• [Prompt]: Would you please repeat exactly the lines from the one containing "async fn disconnect(&self)" to the end of the records, both included, and leave out the rest?
Start of Information provided
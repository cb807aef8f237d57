//! In-process stand-in for the sensor board.
//!
//! [`SimulatedLink`] implements [`GattLink`] without any radio: subscriptions
//! are kept in a table, and writing `StartCapture` to the command
//! characteristic replays a script of notifications from a spawned task, the
//! way the sketch answers over the air. The default script mirrors the real
//! device: `Busy` on the command characteristic, a three-step countdown one
//! second apart, `Capturing`, 42 chunks of three samples, `Complete`, then
//! `Idle`.

use std::collections::HashMap;
use std::sync::atomic::{AtomicBool, Ordering};
use std::sync::{Arc, Mutex, MutexGuard};
use std::time::Duration;

use log::{debug, info};
use tokio::task::JoinHandle;

use crate::connection::{GattLink, NotificationHandler};
use crate::errors::ConnectionError;
use crate::protocol::{
    encode_accel_chunk, Characteristic, Command, Sample, Status, EXPECTED_CHUNKS,
    SAMPLES_PER_CHUNK,
};

const COUNTDOWN_STEP: Duration = Duration::from_secs(1);
const CHUNK_INTERVAL: Duration = Duration::from_millis(20);

/// Order in which the simulated device sends its chunks.
#[derive(Debug, Clone, Copy, PartialEq, Eq, Default)]
pub enum DeliveryOrder {
    #[default]
    InOrder,
    Reversed,
    /// Odd sequence numbers first, then even ones.
    Interleaved,
}

/// What the device does after the last chunk.
#[derive(Debug, Clone, Copy, PartialEq, Eq, Default)]
pub enum Ending {
    #[default]
    Complete,
    Error,
    /// Never sends a terminal status.
    Silent,
}

#[derive(Debug, Clone)]
pub struct SimulatorConfig {
    pub countdown_step: Duration,
    pub chunk_interval: Duration,
    pub chunks: usize,
    pub samples_per_chunk: usize,
    pub order: DeliveryOrder,
    pub ending: Ending,
}

impl Default for SimulatorConfig {
    fn default() -> Self {
        Self {
            countdown_step: COUNTDOWN_STEP,
            chunk_interval: CHUNK_INTERVAL,
            chunks: EXPECTED_CHUNKS,
            samples_per_chunk: SAMPLES_PER_CHUNK,
            order: DeliveryOrder::InOrder,
            ending: Ending::Complete,
        }
    }
}

/// One scripted action of the simulated device.
#[derive(Debug, Clone, PartialEq)]
pub enum Step {
    Notify {
        characteristic: Characteristic,
        data: Vec<u8>,
    },
    Pause(Duration),
}

impl Step {
    pub fn status(status: Status) -> Self {
        Step::Notify {
            characteristic: Characteristic::Status,
            data: vec![status.as_byte()],
        }
    }

    pub fn command(command: Command) -> Self {
        Step::Notify {
            characteristic: Characteristic::Command,
            data: vec![command.as_byte()],
        }
    }

    pub fn accel(data: Vec<u8>) -> Self {
        Step::Notify {
            characteristic: Characteristic::AccelData,
            data,
        }
    }
}

/// Deterministic wrist-motion-like trace: a slow loop in x/y over gravity on z.
pub fn synthetic_samples(n: usize) -> Vec<Sample> {
    (0..n)
        .map(|i| {
            let t = i as f64 / 20.0;
            Sample::new(0.8 * t.sin(), 0.6 * (2.0 * t).cos(), 1.0 - 0.1 * t.sin())
        })
        .collect()
}

/// Build the notification script for one gesture.
pub fn gesture_script(config: &SimulatorConfig) -> Vec<Step> {
    let mut steps = vec![Step::command(Command::Busy)];
    for status in [Status::Countdown3, Status::Countdown2, Status::Countdown1] {
        steps.push(Step::status(status));
        steps.push(Step::Pause(config.countdown_step));
    }
    steps.push(Step::status(Status::Capturing));

    let samples = synthetic_samples(config.chunks * config.samples_per_chunk);
    for seq in delivery_order(config.order, config.chunks) {
        let start = seq * config.samples_per_chunk;
        let end = (start + config.samples_per_chunk).min(samples.len());
        let chunk = samples.get(start..end).unwrap_or(&[]);
        steps.push(Step::accel(encode_accel_chunk(seq as u8, chunk)));
        if !config.chunk_interval.is_zero() {
            steps.push(Step::Pause(config.chunk_interval));
        }
    }

    match config.ending {
        Ending::Complete => steps.push(Step::status(Status::Complete)),
        Ending::Error => steps.push(Step::status(Status::Error)),
        Ending::Silent => return steps,
    }
    steps.push(Step::command(Command::Idle));
    steps
}

fn delivery_order(order: DeliveryOrder, n: usize) -> Vec<usize> {
    match order {
        DeliveryOrder::InOrder => (0..n).collect(),
        DeliveryOrder::Reversed => (0..n).rev().collect(),
        DeliveryOrder::Interleaved => (1..n).step_by(2).chain((0..n).step_by(2)).collect(),
    }
}

// ============================================================================
// Simulated link
// ============================================================================

#[derive(Default)]
struct Shared {
    handlers: Mutex<HashMap<Characteristic, NotificationHandler>>,
}

impl Shared {
    fn handlers(&self) -> MutexGuard<'_, HashMap<Characteristic, NotificationHandler>> {
        self.handlers.lock().unwrap_or_else(|e| e.into_inner())
    }

    fn deliver(&self, characteristic: Characteristic, data: &[u8]) -> bool {
        let handler = self.handlers().get(&characteristic).cloned();
        match handler {
            Some(handler) => {
                handler(data);
                true
            }
            None => false,
        }
    }
}

/// A [`GattLink`] backed by a scripted, in-process device.
pub struct SimulatedLink {
    address: String,
    connected: AtomicBool,
    reject_writes: AtomicBool,
    shared: Arc<Shared>,
    script: Mutex<Vec<Step>>,
    writes: Mutex<Vec<Vec<u8>>>,
    playback: Mutex<Option<JoinHandle<()>>>,
}

impl SimulatedLink {
    /// A connected device that answers `StartCapture` with the default gesture script.
    pub fn new(address: &str) -> Self {
        Self::with_script(address, gesture_script(&SimulatorConfig::default()))
    }

    pub fn with_config(address: &str, config: &SimulatorConfig) -> Self {
        Self::with_script(address, gesture_script(config))
    }

    pub fn with_script(address: &str, script: Vec<Step>) -> Self {
        Self {
            address: address.to_string(),
            connected: AtomicBool::new(true),
            reject_writes: AtomicBool::new(false),
            shared: Arc::new(Shared::default()),
            script: Mutex::new(script),
            writes: Mutex::new(Vec::new()),
            playback: Mutex::new(None),
        }
    }

    /// Make every subsequent write fail at the transport.
    pub fn reject_writes(&self, reject: bool) {
        self.reject_writes.store(reject, Ordering::SeqCst);
    }

    /// Simulate the peripheral going out of range.
    pub fn drop_link(&self) {
        self.connected.store(false, Ordering::SeqCst);
        self.stop_playback();
    }

    /// Deliver a notification immediately, as if the device had sent it.
    /// Returns false if nothing is subscribed to `characteristic`.
    pub fn notify(&self, characteristic: Characteristic, data: &[u8]) -> bool {
        self.shared.deliver(characteristic, data)
    }

    pub fn is_subscribed(&self, characteristic: Characteristic) -> bool {
        self.shared.handlers().contains_key(&characteristic)
    }

    /// Values written to the command characteristic so far.
    pub fn writes(&self) -> Vec<Vec<u8>> {
        self.writes.lock().unwrap_or_else(|e| e.into_inner()).clone()
    }

    /// Wait until the current playback, if any, has delivered its last step.
    pub async fn playback_finished(&self) {
        let handle = self
            .playback
            .lock()
            .unwrap_or_else(|e| e.into_inner())
            .take();
        if let Some(handle) = handle {
            let _ = handle.await;
        }
    }

    fn start_playback(&self) {
        let steps = self.script.lock().unwrap_or_else(|e| e.into_inner()).clone();
        let shared = Arc::clone(&self.shared);
        let address = self.address.clone();
        let handle = tokio::spawn(async move {
            debug!(
                "simulated playback started: address={}, steps={}",
                address,
                steps.len()
            );
            for step in steps {
                match step {
                    Step::Pause(d) => tokio::time::sleep(d).await,
                    Step::Notify {
                        characteristic,
                        data,
                    } => {
                        if !shared.deliver(characteristic, &data) {
                            debug!("notification lost (not subscribed): {:?}", characteristic);
                        }
                    }
                }
            }
        });

        let previous = self
            .playback
            .lock()
            .unwrap_or_else(|e| e.into_inner())
            .replace(handle);
        if let Some(previous) = previous {
            previous.abort();
        }
    }

    fn stop_playback(&self) {
        let handle = self
            .playback
            .lock()
            .unwrap_or_else(|e| e.into_inner())
            .take();
        if let Some(handle) = handle {
            handle.abort();
        }
    }
}

impl Drop for SimulatedLink {
    fn drop(&mut self) {
        self.stop_playback();
    }
}

impl GattLink for SimulatedLink {
    fn address(&self) -> &str {
        &self.address
    }

    fn is_connected(&self) -> bool {
        self.connected.load(Ordering::SeqCst)
    }

    async fn subscribe(
        &self,
        characteristic: Characteristic,
        handler: NotificationHandler,
    ) -> Result<(), ConnectionError> {
        if !self.is_connected() {
            return Err(ConnectionError::NotConnected);
        }
        self.shared.handlers().insert(characteristic, handler);
        Ok(())
    }

    async fn unsubscribe(&self, characteristic: Characteristic) -> Result<(), ConnectionError> {
        self.shared.handlers().remove(&characteristic);
        Ok(())
    }

    async fn write(
        &self,
        characteristic: Characteristic,
        value: &[u8],
        _require_ack: bool,
    ) -> Result<(), ConnectionError> {
        if !self.is_connected() {
            return Err(ConnectionError::NotConnected);
        }
        if self.reject_writes.load(Ordering::SeqCst) {
            return Err(ConnectionError::WriteFailed(
                "simulated device rejected the write".into(),
            ));
        }
        if characteristic != Characteristic::Command {
            return Err(ConnectionError::WriteFailed(format!(
                "{:?} is not writable",
                characteristic
            )));
        }

        self.writes
            .lock()
            .unwrap_or_else(|e| e.into_inner())
            .push(value.to_vec());

        match value.first().copied().and_then(Command::from_byte) {
            Some(Command::StartCapture) => {
                info!("simulated device starting capture: address={}", self.address);
                self.start_playback();
            }
            other => debug!("simulated device ignoring command: {:?}", other),
        }
        Ok(())
    }

    async fn disconnect(&self) -> Result<(), ConnectionError> {
        self.connected.store(false, Ordering::SeqCst);
        self.stop_playback();
        self.shared.handlers().clear();
        Ok(())
    }
}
End of Information provided
• [Output of the exercise]:
    async fn disconnect(&self) -> Result<(), ConnectionError> {
        self.connected.store(false, Ordering::SeqCst);
        self.stop_playback();
        self.shared.handlers().clear();
        Ok(())
    }
}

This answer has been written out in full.